> _DATA SHOWN_
******************************
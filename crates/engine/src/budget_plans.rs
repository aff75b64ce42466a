//! Stored monthly budget plans, one row per user and month.

use sea_orm::entity::prelude::*;

#[derive(Clone, Debug, PartialEq, DeriveEntityModel)]
#[sea_orm(table_name = "monthly_budget_plans")]
pub struct Model {
    #[sea_orm(primary_key, auto_increment = false)]
    pub user_id: String,
    #[sea_orm(primary_key, auto_increment = false)]
    pub month_key: String,
    /// `MonthlyBudgetPlan` serialized as JSON.
    pub plan: String,
    pub grand_total_minor: i64,
    pub updated_at: DateTimeUtc,
}

#[derive(Copy, Clone, Debug, EnumIter, DeriveRelation)]
pub enum Relation {
    #[sea_orm(
        belongs_to = "super::users::Entity",
        from = "Column::UserId",
        to = "super::users::Column::Id",
        on_update = "NoAction",
        on_delete = "Cascade"
    )]
    User,
}

impl Related<super::users::Entity> for Entity {
    fn to() -> RelationDef {
        Relation::User.def()
    }
}

impl ActiveModelBehavior for ActiveModel {}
******************************
> _TASK INSTRUCTIONS_
All lines in the listing above between the line with "pub struct Model" and the line with "impl Related<super::users::Entity> for", inclusive, should be set down exactly, and no line outside that range.

> _WRITTEN RESPONSE_
pub struct Model {
    #[sea_orm(primary_key, auto_increment = false)]
    pub user_id: String,
    #[sea_orm(primary_key, auto_increment = false)]
    pub month_key: String,
    /// `MonthlyBudgetPlan` serialized as JSON.
    pub plan: String,
    pub grand_total_minor: i64,
    pub updated_at: DateTimeUtc,
}

#[derive(Copy, Clone, Debug, EnumIter, DeriveRelation)]
pub enum Relation {
    #[sea_orm(
        belongs_to = "super::users::Entity",
        from = "Column::UserId",
        to = "super::users::Column::Id",
        on_update = "NoAction",
        on_delete = "Cascade"
    )]
    User,
}

impl Related<super::users::Entity> for Entity {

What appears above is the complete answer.